A Skills Investment Plan for the ICT and digital technologies sector, which outlines efforts to encourage more youngsters to consider such a career, is at least a step in the right direction, with rollout now getting underway. As far as Purvis is concerned, delivery of the blueprint is “biggest achievement” in her five years leading the trade body. 
 
“The challenge has been if you go back to the 1990s when computing was seen as an exciting industry to be in, lots of young people chose that as a career and then we had the dot.com collapse,” she explains. “Lots of jobs were lost in the electronics end of the sector and I think lots of people, particularly those people who influence young people’s choices, said ‘well you don’t want to go in that industry because actually we see people like Motorola and NEC moving out of Scotland, those jobs are all going’.

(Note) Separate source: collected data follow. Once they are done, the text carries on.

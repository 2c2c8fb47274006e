//! The voice tracker: single owner of every guild aggregate.
//!
//! Guilds live behind one `tokio::sync::Mutex` each, so voice handlers,
//! administrative commands and the sweeper serialize per guild while
//! different guilds proceed concurrently. Every call into storage or the
//! platform is bounded by [`TrackerOptions::io_timeout`].

use std::collections::BTreeMap;
use std::future::Future;
use std::sync::{Arc, Mutex};
use std::time::Duration;

use chrono::{DateTime, Utc};
use tokio::sync::{RwLock, broadcast};
use tracing::{debug, error, info, warn};
use voicetime_core::aggregate::AggregateRoot;
use voicetime_core::clock::Clock;
use voicetime_core::error::DomainError;
use voicetime_core::ids::{ChannelId, GuildId, UserId};
use voicetime_core::platform::{ChannelInfo, VoicePlatform, VoicePresence};
use voicetime_core::repository::GuildRepository;
use voicetime_core::rng::DeterministicRng;

use crate::domain::aggregates::GuildAggregate;
use crate::domain::config::{EffectiveConfig, TrackerDefaults};
use crate::domain::events::TrackerEvent;
use crate::domain::policy::{PolicyRegistry, TrackingPolicy};

/// Shared handle to one guild aggregate.
pub type GuildHandle = Arc<tokio::sync::Mutex<GuildAggregate>>;

/// Engine tunables.
#[derive(Debug, Clone)]
pub struct TrackerOptions {
    /// Time between two sweeps.
    pub sweep_interval: Duration,
    /// Milliseconds credited per sweep tick, before the policy's extra time.
    pub sweep_tick_ms: u64,
    /// Upper bound on every storage and platform call.
    pub io_timeout: Duration,
    /// Delete guilds the platform reports as unavailable during a sweep.
    pub delete_unavailable_guilds: bool,
    /// Capacity of the domain event broadcast channel.
    pub event_capacity: usize,
}

impl Default for TrackerOptions {
    fn default() -> Self {
        Self {
            sweep_interval: Duration::from_millis(5_000),
            sweep_tick_ms: 5_000,
            io_timeout: Duration::from_millis(5_000),
            delete_unavailable_guilds: false,
            event_capacity: 1_024,
        }
    }
}

/// External collaborators of the tracker.
#[derive(Clone)]
pub struct TrackerDeps {
    /// Guild storage.
    pub repository: Arc<dyn GuildRepository>,
    /// Chat platform lookups.
    pub platform: Arc<dyn VoicePlatform>,
    /// Clock for all "now" reads.
    pub clock: Arc<dyn Clock>,
    /// Randomness for xp draws.
    pub rng: Arc<Mutex<dyn DeterministicRng + Send>>,
}

/// Owns the in-memory guild aggregates and the domain event bus.
pub struct VoiceTracker {
    options: TrackerOptions,
    defaults: TrackerDefaults,
    policies: PolicyRegistry,
    guilds: RwLock<BTreeMap<GuildId, GuildHandle>>,
    deps: TrackerDeps,
    events: broadcast::Sender<TrackerEvent>,
}

impl std::fmt::Debug for VoiceTracker {
    fn fmt(&self, f: &mut std::fmt::Formatter<'_>) -> std::fmt::Result {
        f.debug_struct("VoiceTracker")
            .field("options", &self.options)
            .field("defaults", &self.defaults)
            .finish_non_exhaustive()
    }
}

impl VoiceTracker {
    /// Creates a tracker with no guilds loaded.
    #[must_use]
    pub fn new(
        options: TrackerOptions,
        defaults: TrackerDefaults,
        policies: PolicyRegistry,
        deps: TrackerDeps,
    ) -> Self {
        let (events, _) = broadcast::channel(options.event_capacity.max(1));
        Self {
            options,
            defaults,
            policies,
            guilds: RwLock::new(BTreeMap::new()),
            deps,
            events,
        }
    }

    /// Loads every stored guild into memory, replacing nothing that is
    /// already loaded. Returns the number of guilds loaded.
    ///
    /// # Errors
    ///
    /// Returns `DomainError::MalformedStore` when a stored record is
    /// inconsistent, or the repository error when loading fails.
    pub async fn load(&self) -> Result<usize, DomainError> {
        let records = self
            .bounded(
                "load guilds",
                DomainError::Infrastructure,
                self.deps.repository.get_all_guilds(),
            )
            .await?;

        let mut loaded = BTreeMap::new();
        for record in &records {
            let guild = GuildAggregate::from_record(record)?;
            if loaded
                .insert(record.guild_id, Arc::new(tokio::sync::Mutex::new(guild)))
                .is_some()
            {
                return Err(DomainError::MalformedStore(format!(
                    "guild {} appears twice",
                    record.guild_id
                )));
            }
        }

        let count = loaded.len();
        let mut guilds = self.guilds.write().await;
        for (guild_id, handle) in loaded {
            guilds.entry(guild_id).or_insert(handle);
        }
        info!(guilds = count, "loaded guilds from storage");
        Ok(count)
    }

    /// Subscribes to the domain events published after each commit.
    #[must_use]
    pub fn subscribe(&self) -> broadcast::Receiver<TrackerEvent> {
        self.events.subscribe()
    }

    #[must_use]
    pub fn options(&self) -> &TrackerOptions {
        &self.options
    }

    #[must_use]
    pub fn defaults(&self) -> &TrackerDefaults {
        &self.defaults
    }

    /// Current time according to the injected clock.
    #[must_use]
    pub fn now(&self) -> DateTime<Utc> {
        self.deps.clock.now()
    }

    /// Returns the guild, creating it with the default config when unknown.
    pub async fn guild_or_create(&self, guild_id: GuildId) -> GuildHandle {
        if let Some(handle) = self.guild_handle(guild_id).await {
            return handle;
        }
        let mut guilds = self.guilds.write().await;
        Arc::clone(guilds.entry(guild_id).or_insert_with(|| {
            debug!(%guild_id, "materializing guild with default config");
            Arc::new(tokio::sync::Mutex::new(GuildAggregate::new(guild_id)))
        }))
    }

    /// Returns the guild when it is loaded.
    pub async fn guild_handle(&self, guild_id: GuildId) -> Option<GuildHandle> {
        self.guilds.read().await.get(&guild_id).map(Arc::clone)
    }

    /// Ids of every loaded guild, in ascending order.
    pub async fn guild_ids(&self) -> Vec<GuildId> {
        self.guilds.read().await.keys().copied().collect()
    }

    /// Forgets a guild in memory and deletes it from storage. Waits for any
    /// mutation in flight on the guild first, then tombstones the aggregate
    /// so that holders of an older handle cannot write it back. Returns
    /// whether the guild was loaded.
    ///
    /// # Errors
    ///
    /// Returns the repository error when the storage delete fails; the guild
    /// is already gone from memory in that case.
    pub async fn delete_guild(&self, guild_id: GuildId) -> Result<bool, DomainError> {
        let Some(handle) = self.guild_handle(guild_id).await else {
            return Ok(false);
        };
        let mut guild = handle.lock().await;
        if guild.is_deleted() {
            return Ok(false);
        }
        guild.mark_deleted();
        {
            let mut guilds = self.guilds.write().await;
            if guilds
                .get(&guild_id)
                .is_some_and(|current| Arc::ptr_eq(current, &handle))
            {
                guilds.remove(&guild_id);
            }
        }
        self.bounded(
            "delete guild",
            DomainError::Infrastructure,
            self.deps.repository.delete_guild(guild_id),
        )
        .await?;
        info!(%guild_id, "deleted guild");
        Ok(true)
    }

    /// The policy in force for a guild.
    #[must_use]
    pub fn policy_for(&self, guild_id: GuildId) -> Arc<dyn TrackingPolicy> {
        self.policies.for_guild(guild_id)
    }

    /// The guild's config merged over the manager-wide defaults.
    #[must_use]
    pub fn effective_config(&self, guild: &GuildAggregate) -> EffectiveConfig {
        guild.config().resolve(&self.defaults)
    }

    /// Persists the guild when it changed, then publishes its uncommitted
    /// events. A failed write is logged and the guild stays dirty so the next
    /// commit retries it. Returns the published events.
    ///
    /// A deleted guild is neither written nor announced.
    pub async fn commit(&self, guild: &mut GuildAggregate) -> Vec<TrackerEvent> {
        if guild.is_deleted() {
            let dropped = guild.take_uncommitted_events();
            debug!(
                guild_id = %guild.guild_id(),
                events = dropped.len(),
                "discarding changes to a deleted guild"
            );
            return Vec::new();
        }
        if guild.is_dirty() {
            if let Err(error) = self.persist(guild).await {
                error!(
                    guild_id = %guild.guild_id(),
                    %error,
                    "failed to persist guild; keeping in-memory state"
                );
            }
        }

        let events = guild.take_uncommitted_events();
        for event in &events {
            // Having no subscribers is not an error.
            let _ = self.events.send(event.clone());
        }
        events
    }

    async fn persist(&self, guild: &mut GuildAggregate) -> Result<(), DomainError> {
        let record = guild.to_record();
        let repository = &self.deps.repository;
        if guild.is_persisted() {
            match self
                .bounded(
                    "edit guild",
                    DomainError::Infrastructure,
                    repository.edit_guild(&record),
                )
                .await
            {
                Err(DomainError::GuildNotFound(_)) => {
                    warn!(guild_id = %record.guild_id, "guild missing from storage; saving it again");
                    self.bounded(
                        "save guild",
                        DomainError::Infrastructure,
                        repository.save_guild(&record),
                    )
                    .await?;
                }
                other => other?,
            }
        } else {
            self.bounded(
                "save guild",
                DomainError::Infrastructure,
                repository.save_guild(&record),
            )
            .await?;
        }
        guild.mark_persisted();
        Ok(())
    }

    /// Occupancy of a channel. When the platform does not know the channel
    /// or fails, the member being handled is assumed to be alone in it.
    pub async fn channel_info(
        &self,
        guild_id: GuildId,
        channel_id: ChannelId,
        member: UserId,
    ) -> ChannelInfo {
        let lookup = self
            .bounded(
                "channel lookup",
                DomainError::Platform,
                self.deps.platform.channel(guild_id, channel_id),
            )
            .await;
        match lookup {
            Ok(Some(channel)) => channel,
            Ok(None) => {
                debug!(%guild_id, %channel_id, "unknown channel; assuming a lone occupant");
                ChannelInfo {
                    guild_id,
                    channel_id,
                    members: vec![member],
                }
            }
            Err(error) => {
                warn!(%guild_id, %channel_id, %error, "channel lookup failed; assuming a lone occupant");
                ChannelInfo {
                    guild_id,
                    channel_id,
                    members: vec![member],
                }
            }
        }
    }

    /// Members the platform reports in voice for a guild.
    ///
    /// # Errors
    ///
    /// Returns `DomainError::Platform` when the lookup fails or times out.
    pub async fn voice_members(&self, guild_id: GuildId) -> Result<Vec<VoicePresence>, DomainError> {
        self.bounded(
            "voice member listing",
            DomainError::Platform,
            self.deps.platform.voice_members(guild_id),
        )
        .await
    }

    /// Whether the platform still reaches the guild.
    ///
    /// # Errors
    ///
    /// Returns `DomainError::Platform` when the lookup fails or times out.
    pub async fn guild_available(&self, guild_id: GuildId) -> Result<bool, DomainError> {
        self.bounded(
            "guild availability",
            DomainError::Platform,
            self.deps.platform.guild_available(guild_id),
        )
        .await
    }

    /// Draws the xp awarded for one sweep tick.
    ///
    /// # Errors
    ///
    /// Returns `DomainError::Infrastructure` if the RNG mutex is poisoned.
    pub fn draw_xp(&self, policy: &dyn TrackingPolicy) -> Result<u64, DomainError> {
        let mut rng = self
            .deps
            .rng
            .lock()
            .map_err(|e| DomainError::Infrastructure(format!("RNG mutex poisoned: {e}")))?;
        Ok(policy.xp_to_add(&mut *rng))
    }

    async fn bounded<T>(
        &self,
        operation: &str,
        on_timeout: fn(String) -> DomainError,
        call: impl Future<Output = Result<T, DomainError>>,
    ) -> Result<T, DomainError> {
        tokio::time::timeout(self.options.io_timeout, call)
            .await
            .map_err(|_| {
                on_timeout(format!(
                    "{operation} timed out after {} ms",
                    self.options.io_timeout.as_millis()
                ))
            })?
    }
}
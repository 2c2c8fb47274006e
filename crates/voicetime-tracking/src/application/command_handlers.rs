//! Command handlers for administrative edits.
//!
//! Each handler locks the guild, applies the edit and commits. Invalid
//! input and unknown ids are rejected; storage failures are logged by the
//! tracker and leave the in-memory edit in place.

use tracing::{error, info, instrument};
use voicetime_core::error::DomainError;

use crate::application::tracker::VoiceTracker;
use crate::domain::commands::{CreateGuild, DeleteGuild, DeleteUser, EditGuildConfig, EditUser};

/// Handles the `CreateGuild` command: materializes the guild with the
/// default config and stores it. Returns whether the guild was new.
#[instrument(skip(command, tracker), fields(correlation_id = %command.correlation_id, guild_id = %command.guild_id))]
pub async fn handle_create_guild(command: &CreateGuild, tracker: &VoiceTracker) -> bool {
    let created = tracker.guild_handle(command.guild_id).await.is_none();
    let handle = tracker.guild_or_create(command.guild_id).await;
    let mut guild = handle.lock().await;
    tracker.commit(&mut guild).await;
    if created {
        info!("created guild");
    }
    created
}

/// Handles the `EditGuildConfig` command.
///
/// # Errors
///
/// Returns `DomainError::GuildNotFound` if the guild is unknown, or
/// `DomainError::Validation` if the patched bounds are inconsistent.
#[instrument(skip(command, tracker), fields(correlation_id = %command.correlation_id, guild_id = %command.guild_id))]
pub async fn handle_edit_guild_config(
    command: &EditGuildConfig,
    tracker: &VoiceTracker,
) -> Result<(), DomainError> {
    let handle = tracker
        .guild_handle(command.guild_id)
        .await
        .ok_or(DomainError::GuildNotFound(command.guild_id))?;
    let mut guild = handle.lock().await;
    guild.apply_config_patch(&command.patch, tracker.defaults())?;
    tracker.commit(&mut guild).await;
    Ok(())
}

/// Handles the `EditUser` command. Blacklisting a user closes any open
/// session without crediting it.
///
/// # Errors
///
/// Returns `DomainError::Validation` for a malformed patch,
/// `DomainError::GuildNotFound` or `DomainError::UserNotFound` for unknown
/// ids.
#[instrument(
    skip(command, tracker),
    fields(
        correlation_id = %command.correlation_id,
        guild_id = %command.guild_id,
        user_id = %command.user_id
    )
)]
pub async fn handle_edit_user(command: &EditUser, tracker: &VoiceTracker) -> Result<(), DomainError> {
    command.patch.validate()?;
    let handle = tracker
        .guild_handle(command.guild_id)
        .await
        .ok_or(DomainError::GuildNotFound(command.guild_id))?;
    let mut guild = handle.lock().await;
    let multiplier = tracker.policy_for(command.guild_id).level_multiplier();
    let now = tracker.now();

    let user = guild
        .user_mut(command.user_id)
        .ok_or(DomainError::UserNotFound {
            guild_id: command.guild_id,
            user_id: command.user_id,
        })?;
    if let Some(xp) = command.patch.xp {
        user.set_xp(xp, multiplier);
    }
    if let Some(is_blacklisted) = command.patch.is_blacklisted {
        if let (true, Some(channel_id)) = (is_blacklisted, user.open_channel()) {
            user.close_session(channel_id, now, false);
        }
        user.set_blacklisted(is_blacklisted);
    }
    if let Some(times) = &command.patch.channel_times {
        user.replace_channel_times(times);
    }

    tracker.commit(&mut guild).await;
    Ok(())
}

/// Handles the `DeleteGuild` command.
///
/// # Errors
///
/// Returns `DomainError::GuildNotFound` if the guild is unknown.
#[instrument(skip(command, tracker), fields(correlation_id = %command.correlation_id, guild_id = %command.guild_id))]
pub async fn handle_delete_guild(
    command: &DeleteGuild,
    tracker: &VoiceTracker,
) -> Result<(), DomainError> {
    match tracker.delete_guild(command.guild_id).await {
        Ok(true) => Ok(()),
        Ok(false) => Err(DomainError::GuildNotFound(command.guild_id)),
        Err(error) => {
            error!(%error, "guild removed from memory but not from storage");
            Ok(())
        }
    }
}

/// Handles the `DeleteUser` command.
///
/// # Errors
///
/// Returns `DomainError::GuildNotFound` or `DomainError::UserNotFound` for
/// unknown ids.
#[instrument(
    skip(command, tracker),
    fields(
        correlation_id = %command.correlation_id,
        guild_id = %command.guild_id,
        user_id = %command.user_id
    )
)]
pub async fn handle_delete_user(
    command: &DeleteUser,
    tracker: &VoiceTracker,
) -> Result<(), DomainError> {
    let handle = tracker
        .guild_handle(command.guild_id)
        .await
        .ok_or(DomainError::GuildNotFound(command.guild_id))?;
    let mut guild = handle.lock().await;
    guild
        .remove_user(command.user_id)
        .ok_or(DomainError::UserNotFound {
            guild_id: command.guild_id,
            user_id: command.user_id,
        })?;
    tracker.commit(&mut guild).await;
    Ok(())
}

#[cfg(test)]
mod tests {
    use std::sync::Arc;

    use chrono::{TimeZone, Utc};
    use uuid::Uuid;
    use voicetime_core::ids::{ChannelId, GuildId, UserId};
    use voicetime_test_support::{InMemoryGuildRepository, RepositoryWrite};

    use super::*;
    use crate::application::tracker::TrackerOptions;
    use crate::application::tracker::test_fixtures::{Harness, harness_with};
    use crate::domain::commands::{ChannelTimePatch, GuildConfigPatch, UserPatch};
    use crate::domain::config::TrackerDefaults;

    const GUILD: GuildId = GuildId(1);
    const USER: UserId = UserId(100);

    fn harness(repo: &Arc<InMemoryGuildRepository>) -> Harness {
        harness_with(
            Arc::clone(repo) as _,
            TrackerDefaults::default(),
            TrackerOptions::default(),
        )
    }

    async fn create(h: &Harness) {
        handle_create_guild(
            &CreateGuild {
                correlation_id: Uuid::new_v4(),
                guild_id: GUILD,
            },
            &h.tracker,
        )
        .await;
    }

    async fn seed_user(h: &Harness) {
        let handle = h.tracker.guild_handle(GUILD).await.unwrap();
        let mut guild = handle.lock().await;
        let start = Utc.with_ymd_and_hms(2026, 1, 15, 9, 0, 0).unwrap();
        let user = guild.user_or_insert(USER);
        user.credit_tick(ChannelId(10), 60_000, start);
        user.close_session(ChannelId(10), start, true);
    }

    fn edit_user(patch: UserPatch) -> EditUser {
        EditUser {
            correlation_id: Uuid::new_v4(),
            guild_id: GUILD,
            user_id: USER,
            patch,
        }
    }

    #[tokio::test]
    async fn test_create_guild_persists_default_config_once() {
        // Arrange
        let repo = Arc::new(InMemoryGuildRepository::new());
        let h = harness(&repo);
        let command = CreateGuild {
            correlation_id: Uuid::new_v4(),
            guild_id: GUILD,
        };

        // Act
        let first = handle_create_guild(&command, &h.tracker).await;
        let second = handle_create_guild(&command, &h.tracker).await;

        // Assert
        assert!(first);
        assert!(!second);
        assert_eq!(repo.writes().len(), 1);
        assert!(matches!(repo.writes()[0], RepositoryWrite::Save(_)));
    }

    #[tokio::test]
    async fn test_edit_guild_config_applies_patch_and_extra_data() {
        // Arrange
        let repo = Arc::new(InMemoryGuildRepository::new());
        let h = harness(&repo);
        create(&h).await;
        let command = EditGuildConfig {
            correlation_id: Uuid::new_v4(),
            guild_id: GUILD,
            patch: GuildConfigPatch {
                track_mute: Some(Some(false)),
                extra_data: Some(serde_json::json!({"announce": true})),
                ..GuildConfigPatch::default()
            },
        };

        // Act
        handle_edit_guild_config(&command, &h.tracker).await.unwrap();

        // Assert
        let stored = repo.stored(GUILD).unwrap();
        assert_eq!(stored.config.track_mute, Some(false));
        assert_eq!(stored.extra_data["announce"], true);
    }

    #[tokio::test]
    async fn test_edit_guild_config_rejects_inverted_bounds() {
        let repo = Arc::new(InMemoryGuildRepository::new());
        let h = harness(&repo);
        create(&h).await;
        let command = EditGuildConfig {
            correlation_id: Uuid::new_v4(),
            guild_id: GUILD,
            patch: GuildConfigPatch {
                min_user_count_to_participate: Some(Some(5)),
                max_user_count_to_participate: Some(Some(2)),
                ..GuildConfigPatch::default()
            },
        };

        let result = handle_edit_guild_config(&command, &h.tracker).await;

        match result.unwrap_err() {
            DomainError::Validation(msg) => assert!(msg.contains("user count")),
            other => panic!("expected Validation, got {other:?}"),
        }
    }

    #[tokio::test]
    async fn test_edit_guild_config_unknown_guild_is_not_found() {
        let repo = Arc::new(InMemoryGuildRepository::new());
        let h = harness(&repo);
        let command = EditGuildConfig {
            correlation_id: Uuid::new_v4(),
            guild_id: GuildId(404),
            patch: GuildConfigPatch::default(),
        };

        let result = handle_edit_guild_config(&command, &h.tracker).await;

        assert!(matches!(result, Err(DomainError::GuildNotFound(GuildId(404)))));
    }

    #[tokio::test]
    async fn test_edit_user_sets_xp_and_recomputes_level() {
        // Arrange
        let repo = Arc::new(InMemoryGuildRepository::new());
        let h = harness(&repo);
        create(&h).await;
        seed_user(&h).await;

        // Act
        handle_edit_user(
            &edit_user(UserPatch {
                xp: Some(10_000),
                ..UserPatch::default()
            }),
            &h.tracker,
        )
        .await
        .unwrap();

        // Assert
        let stored = repo.stored(GUILD).unwrap();
        assert_eq!(stored.users[0].xp, 10_000);
        assert_eq!(stored.users[0].level, 10);
    }

    #[tokio::test]
    async fn test_edit_user_replaces_channel_times() {
        let repo = Arc::new(InMemoryGuildRepository::new());
        let h = harness(&repo);
        create(&h).await;
        seed_user(&h).await;

        handle_edit_user(
            &edit_user(UserPatch {
                channel_times: Some(vec![ChannelTimePatch {
                    channel_id: ChannelId(30),
                    time_in_channel: 1_500,
                }]),
                ..UserPatch::default()
            }),
            &h.tracker,
        )
        .await
        .unwrap();

        let stored = repo.stored(GUILD).unwrap();
        assert_eq!(stored.users[0].channels.len(), 1);
        assert_eq!(stored.users[0].channels[0].channel_id, ChannelId(30));
        assert_eq!(stored.users[0].total_voice_time, 1_500);
    }

    #[tokio::test]
    async fn test_edit_unknown_user_is_not_found() {
        let repo = Arc::new(InMemoryGuildRepository::new());
        let h = harness(&repo);
        create(&h).await;

        let result = handle_edit_user(&edit_user(UserPatch::default()), &h.tracker).await;

        assert!(matches!(
            result,
            Err(DomainError::UserNotFound {
                guild_id: GUILD,
                user_id: USER
            })
        ));
    }

    #[tokio::test]
    async fn test_blacklisting_closes_open_session_without_credit() {
        // Arrange
        let repo = Arc::new(InMemoryGuildRepository::new());
        let h = harness(&repo);
        create(&h).await;
        {
            let handle = h.tracker.guild_handle(GUILD).await.unwrap();
            let mut guild = handle.lock().await;
            guild.user_or_insert(USER).open_session(ChannelId(10), h.tracker.now());
        }
        h.clock.advance_millis(30_000);

        // Act
        handle_edit_user(
            &edit_user(UserPatch {
                is_blacklisted: Some(true),
                ..UserPatch::default()
            }),
            &h.tracker,
        )
        .await
        .unwrap();

        // Assert
        let handle = h.tracker.guild_handle(GUILD).await.unwrap();
        let guild = handle.lock().await;
        let user = guild.user(USER).unwrap();
        assert!(user.is_blacklisted());
        assert!(user.open_channel().is_none());
        assert_eq!(user.total_voice_time(), 0);
    }

    #[tokio::test]
    async fn test_delete_user_and_guild() {
        // Arrange
        let repo = Arc::new(InMemoryGuildRepository::new());
        let h = harness(&repo);
        create(&h).await;
        seed_user(&h).await;

        // Act
        handle_delete_user(
            &DeleteUser {
                correlation_id: Uuid::new_v4(),
                guild_id: GUILD,
                user_id: USER,
            },
            &h.tracker,
        )
        .await
        .unwrap();
        let user_gone = repo.stored(GUILD).unwrap().users.is_empty();
        let delete_guild = DeleteGuild {
            correlation_id: Uuid::new_v4(),
            guild_id: GUILD,
        };
        handle_delete_guild(&delete_guild, &h.tracker).await.unwrap();
        let again = handle_delete_guild(&delete_guild, &h.tracker).await;

        // Assert
        assert!(user_gone);
        assert!(repo.stored(GUILD).is_none());
        assert!(matches!(again, Err(DomainError::GuildNotFound(GUILD))));
    }
}
//! Typed snowflake identifiers.
//!
//! Guilds, users and channels are all identified by platform snowflakes. The
//! newtypes keep them from being mixed up at call sites while serializing as
//! plain integers.

use std::fmt;
use std::str::FromStr;

use serde::{Deserialize, Serialize};

macro_rules! snowflake_id {
    ($(#[$meta:meta])* $name:ident) => {
        $(#[$meta])*
        #[derive(Debug, Clone, Copy, PartialEq, Eq, Hash, PartialOrd, Ord, Serialize, Deserialize)]
        #[serde(transparent)]
        pub struct $name(pub u64);

        impl $name {
            /// Returns the raw snowflake value.
            #[must_use]
            pub const fn get(self) -> u64 {
                self.0
            }
        }

        impl fmt::Display for $name {
            fn fmt(&self, f: &mut fmt::Formatter<'_>) -> fmt::Result {
                write!(f, "{}", self.0)
            }
        }

        impl FromStr for $name {
            type Err = std::num::ParseIntError;

            fn from_str(s: &str) -> Result<Self, Self::Err> {
                s.parse().map(Self)
            }
        }

        impl From<u64> for $name {
            fn from(value: u64) -> Self {
                Self(value)
            }
        }
    };
}

snowflake_id!(
    /// Identifier of a guild (community server).
    GuildId
);
snowflake_id!(
    /// Identifier of a guild member.
    UserId
);
snowflake_id!(
    /// Identifier of a voice channel.
    ChannelId
);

“Those jobs have in fact been replaced by lots and lots of jobs in small companies and the small companies aren’t very visible so people haven’t been aware of how many jobs there are in the tech sector. We just have to get that awareness up and explain where the opportunities are.”

There is similarly a job to do dispelling a somewhat “geeky” image that has built up around technology and IT. Progress getting more women into the sector has been “far too slow”, admits Purvis, with participation rates of females in the workforce declining in the ten years to 2011 from 30 per cent to 17 per cent according to e-Skills UK. However, she insists that a number of companies have developed working environments to encourage it.

“One of the challenges we have with the statistics around women in our industry is that we split out people who are known as IT and telecoms professionals, so if you’ve done computing science you’re in that category,” she adds.

“But actually there are lots of women who work in the industry who have got other skillsets and they’re not counted into the technology workforce, so this figure on women looks starker than it is. But I wouldn’t want to be complacent – there is still a long way to go. If you go to Vietnam and India, 50 per cent of their technology workforce is female so there is no reason why women shouldn’t be in our industry.”  
 
Events are taking place throughout this week as part of National Coding Week to try and redress the gender imbalance, including BBC Three talent show Girls Can Code. On the coding front more broadly, ScotlandIS has been a key player in the formation of Scotland’s first dedicated software skills academy, CodeClan, which earlier this week announced the appointment of Harvey Wheaton as chief executive.

“I think it is going to have a great impact on the sector,” starts Purvis. “However we need to be realistic… The proposal is that three years out of us being set up now that the Academy will be turning out around 600 people per annum.

“We’ve got a skills gap of around 5,000 people per annum, so it will help to reduce that skills gap but it’s not going to solve it on its own. That’s why I think we need to keep on revisiting this issue and look for innovative ways [as to] how do we bridge that gap. I don’t think anyone knows all the answers to that one.”

There is perhaps one more radical answer, suggests Purvis, though the likelihood of it happening, she readily admits, is slim. “The one thing that would really make a difference at the moment for the industry would be if we could double the number of places at university and college for software and computing science,” she tells Connect.

“Because, although it’s a slow burn – it takes three to four years to get people through these courses – actually what we need to be doing on a regular basis is increasing those numbers coming through. In the current environment it’s very difficult to see where that funding would come from, but that’s what I’d love to see happen.”